About this exercise:
Your answer should be the full listing, copied word for word.

Excerpted records:

*** Begin section ***

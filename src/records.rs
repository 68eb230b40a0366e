// 🧾 Ledger Records - the two immutable event kinds
//
// EmissionRecord: something put CO2e into the atmosphere (adds to the balance)
// RemovalRecord:  a purchased, priced removal (subtracts from the balance)
//
// Records are values: created once, validated once, never mutated.

use crate::error::ValidationError;
use chrono::{DateTime, NaiveDate, NaiveDateTime, Utc};
use serde::{Deserialize, Serialize};
use std::collections::HashMap;
use std::str::FromStr;

/// Floating-point dust threshold, in kg or USD
pub const EPSILON: f64 = 1e-6;

// ============================================================================
// ENUMS
// ============================================================================

#[derive(Debug, Clone, Copy, PartialEq, Eq, Hash, PartialOrd, Ord, Serialize, Deserialize)]
#[serde(rename_all = "snake_case")]
pub enum EmissionCategory {
    Transport,
    Food,
    Energy,
    Consumption,
    Flight,
}

impl EmissionCategory {
    pub const ALL: [EmissionCategory; 5] = [
        EmissionCategory::Transport,
        EmissionCategory::Food,
        EmissionCategory::Energy,
        EmissionCategory::Consumption,
        EmissionCategory::Flight,
    ];

    pub fn as_str(&self) -> &'static str {
        match self {
            EmissionCategory::Transport => "transport",
            EmissionCategory::Food => "food",
            EmissionCategory::Energy => "energy",
            EmissionCategory::Consumption => "consumption",
            EmissionCategory::Flight => "flight",
        }
    }
}

impl FromStr for EmissionCategory {
    type Err = String;

    fn from_str(s: &str) -> Result<Self, Self::Err> {
        let lower = s.trim().to_lowercase();
        EmissionCategory::ALL
            .iter()
            .copied()
            .find(|c| c.as_str() == lower)
            .ok_or_else(|| format!("unknown emission category: {}", s))
    }
}
pub mod application_dto;
pub mod cv_dto;
pub mod dashboard_dto;
pub mod job_dto;
pub mod link_dto;
use async_trait::async_trait;
use lettre::{
    message::{header::ContentType, Attachment, Mailbox, MultiPart, SinglePart},
    transport::smtp::authentication::Credentials,
    AsyncSmtpTransport, AsyncTransport, Message, Tokio1Executor,
};

use crate::config::SmtpConfig;

#[derive(Debug, thiserror::Error)]
pub enum MailError {
    #[error("SMTP transport error: {0}")]
    Transport(#[from] lettre::transport::smtp::Error),

    #[error("Email address parse error: {0}")]
    Address(#[from] lettre::address::AddressError),

    #[error("Email build error: {0}")]
    Build(String),

    #[error("Message has no recipients")]
    NoRecipients,
}

#[derive(Debug, Clone, PartialEq, Eq)]
pub struct MailAttachment {
    pub filename: String,
    pub content_type: String,
    pub data: Vec<u8>,
}

#[derive(Debug, Clone, PartialEq, Eq)]
pub struct OutgoingMail {
    pub subject: String,
    pub recipients: Vec<String>,
    pub html_body: String,
    pub attachment: Option<MailAttachment>,
}

/// Delivery seam for composed messages.
#[cfg_attr(test, mockall::automock)]
#[async_trait]
pub trait Mailer: Send + Sync {
    async fn send(&self, from: &str, mail: OutgoingMail) -> Result<(), MailError>;
}

pub fn build_message(from: &str, mail: OutgoingMail) -> Result<Message, MailError> {
    if mail.recipients.is_empty() {
        return Err(MailError::NoRecipients);
    }

    let mut builder = Message::builder()
        .from(from.parse::<Mailbox>()?)
        .subject(mail.subject);
    for recipient in &mail.recipients {
        builder = builder.to(recipient.parse::<Mailbox>()?);
    }

    let html = SinglePart::html(mail.html_body);
    let message = match mail.attachment {
        Some(attachment) => {
            let content_type = ContentType::parse(&attachment.content_type)
                .map_err(|e| MailError::Build(e.to_string()))?;
            let file = Attachment::new(attachment.filename).body(attachment.data, content_type);
            builder.multipart(MultiPart::mixed().singlepart(html).singlepart(file))
        }
        None => builder.singlepart(html),
    };
    message.map_err(|e| MailError::Build(e.to_string()))
}

#[derive(Clone)]
pub struct SmtpMailer {
    transport: AsyncSmtpTransport<Tokio1Executor>,
}

impl SmtpMailer {
    pub fn new(config: &SmtpConfig) -> Result<Self, MailError> {
        let mut builder =
            AsyncSmtpTransport::<Tokio1Executor>::starttls_relay(&config.host)?.port(config.port);
        if let (Some(user), Some(pass)) = (&config.user, &config.password) {
            builder = builder.credentials(Credentials::new(user.clone(), pass.clone()));
        }
        Ok(Self {
            transport: builder.build(),
        })
    }
}

#[async_trait]
impl Mailer for SmtpMailer {
    async fn send(&self, from: &str, mail: OutgoingMail) -> Result<(), MailError> {
        let subject = mail.subject.clone();
        let recipients = mail.recipients.len();
        let message = build_message(from, mail)?;
        self.transport.send(message).await?;
        tracing::info!(%subject, recipients, "Mail sent");
        Ok(())
    }
}

#[derive(Clone, Default)]
pub struct LogMailer;

#[async_trait]
impl Mailer for LogMailer {
    async fn send(&self, from: &str, mail: OutgoingMail) -> Result<(), MailError> {
        build_message(from, mail.clone())?;
        tracing::info!(
            from,
            subject = %mail.subject,
            to = ?mail.recipients,
            attachment = mail.attachment.as_ref().map(|a| a.filename.as_str()),
            "SMTP not configured, mail logged instead of sent"
        );
        Ok(())
    }
}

*** End section ***

Written response:
filename src/records.rs
repository 68eb230b40a0366e
// 🧾 Ledger Records - the two immutable event kinds
//
// EmissionRecord: something put CO2e into the atmosphere (adds to the balance)
// RemovalRecord:  a purchased, priced removal (subtracts from the balance)
//
// Records are values: created once, validated once, never mutated.

use crate::error::ValidationError;
use chrono::{DateTime, NaiveDate, NaiveDateTime, Utc};
use serde::{Deserialize, Serialize};
use std::collections::HashMap;
use std::str::FromStr;

/// Floating-point dust threshold, in kg or USD
pub const EPSILON: f64 = 1e-6;

// ============================================================================
// ENUMS
// ============================================================================

#[derive(Debug, Clone, Copy, PartialEq, Eq, Hash, PartialOrd, Ord, Serialize, Deserialize)]
#[serde(rename_all = "snake_case")]
pub enum EmissionCategory {
    Transport,
    Food,
    Energy,
    Consumption,
    Flight,
}

impl EmissionCategory {
    pub const ALL: [EmissionCategory; 5] = [
        EmissionCategory::Transport,
        EmissionCategory::Food,
        EmissionCategory::Energy,
        EmissionCategory::Consumption,
        EmissionCategory::Flight,
    ];

    pub fn as_str(&self) -> &'static str {
        match self {
            EmissionCategory::Transport => "transport",
            EmissionCategory::Food => "food",
            EmissionCategory::Energy => "energy",
            EmissionCategory::Consumption => "consumption",
            EmissionCategory::Flight => "flight",
        }
    }
}

impl FromStr for EmissionCategory {
    type Err = String;

    fn from_str(s: &str) -> Result<Self, Self::Err> {
        let lower = s.trim().to_lowercase();
        EmissionCategory::ALL
            .iter()
            .copied()
            .find(|c| c.as_str() == lower)
            .ok_or_else(|| format!("unknown emission category: {}", s))
    }
}
pub mod application_dto;
pub mod cv_dto;
pub mod dashboard_dto;
pub mod job_dto;
pub mod link_dto;
use async_trait::async_trait;
use lettre::{
    message::{header::ContentType, Attachment, Mailbox, MultiPart, SinglePart},
    transport::smtp::authentication::Credentials,
    AsyncSmtpTransport, AsyncTransport, Message, Tokio1Executor,
};

use crate::config::SmtpConfig;

#[derive(Debug, thiserror::Error)]
pub enum MailError {
    #[error("SMTP transport error: {0}")]
    Transport(#[from] lettre::transport::smtp::Error),

    #[error("Email address parse error: {0}")]
    Address(#[from] lettre::address::AddressError),

    #[error("Email build error: {0}")]
    Build(String),

    #[error("Message has no recipients")]
    NoRecipients,
}

#[derive(Debug, Clone, PartialEq, Eq)]
pub struct MailAttachment {
    pub filename: String,
    pub content_type: String,
    pub data: Vec<u8>,
}

#[derive(Debug, Clone, PartialEq, Eq)]
pub struct OutgoingMail {
    pub subject: String,
    pub recipients: Vec<String>,
    pub html_body: String,
    pub attachment: Option<MailAttachment>,
}

/// Delivery seam for composed messages.
#[cfg_attr(test, mockall::automock)]
#[async_trait]
pub trait Mailer: Send + Sync {
    async fn send(&self, from: &str, mail: OutgoingMail) -> Result<(), MailError>;
}

pub fn build_message(from: &str, mail: OutgoingMail) -> Result<Message, MailError> {
    if mail.recipients.is_empty() {
        return Err(MailError::NoRecipients);
    }

    let mut builder = Message::builder()
        .from(from.parse::<Mailbox>()?)
        .subject(mail.subject);
    for recipient in &mail.recipients {
        builder = builder.to(recipient.parse::<Mailbox>()?);
    }

    let html = SinglePart::html(mail.html_body);
    let message = match mail.attachment {
        Some(attachment) => {
            let content_type = ContentType::parse(&attachment.content_type)
                .map_err(|e| MailError::Build(e.to_string()))?;
            let file = Attachment::new(attachment.filename).body(attachment.data, content_type);
            builder.multipart(MultiPart::mixed().singlepart(html).singlepart(file))
        }
        None => builder.singlepart(html),
    };
    message.map_err(|e| MailError::Build(e.to_string()))
}

#[derive(Clone)]
pub struct SmtpMailer {
    transport: AsyncSmtpTransport<Tokio1Executor>,
}

impl SmtpMailer {
    pub fn new(config: &SmtpConfig) -> Result<Self, MailError> {
        let mut builder =
            AsyncSmtpTransport::<Tokio1Executor>::starttls_relay(&config.host)?.port(config.port);
        if let (Some(user), Some(pass)) = (&config.user, &config.password) {
            builder = builder.credentials(Credentials::new(user.clone(), pass.clone()));
        }
        Ok(Self {
            transport: builder.build(),
        })
    }
}

#[async_trait]
impl Mailer for SmtpMailer {
    async fn send(&self, from: &str, mail: OutgoingMail) -> Result<(), MailError> {
        let subject = mail.subject.clone();
        let recipients = mail.recipients.len();
        let message = build_message(from, mail)?;
        self.transport.send(message).await?;
        tracing::info!(%subject, recipients, "Mail sent");
        Ok(())
    }
}

#[derive(Clone, Default)]
pub struct LogMailer;

#[async_trait]
impl Mailer for LogMailer {
    async fn send(&self, from: &str, mail: OutgoingMail) -> Result<(), MailError> {
        build_message(from, mail.clone())?;
        tracing::info!(
            from,
            subject = %mail.subject,
            to = ?mail.recipients,
            attachment = mail.attachment.as_ref().map(|a| a.filename.as_str()),
            "SMTP not configured, mail logged instead of sent"
        );
        Ok(())
    }
}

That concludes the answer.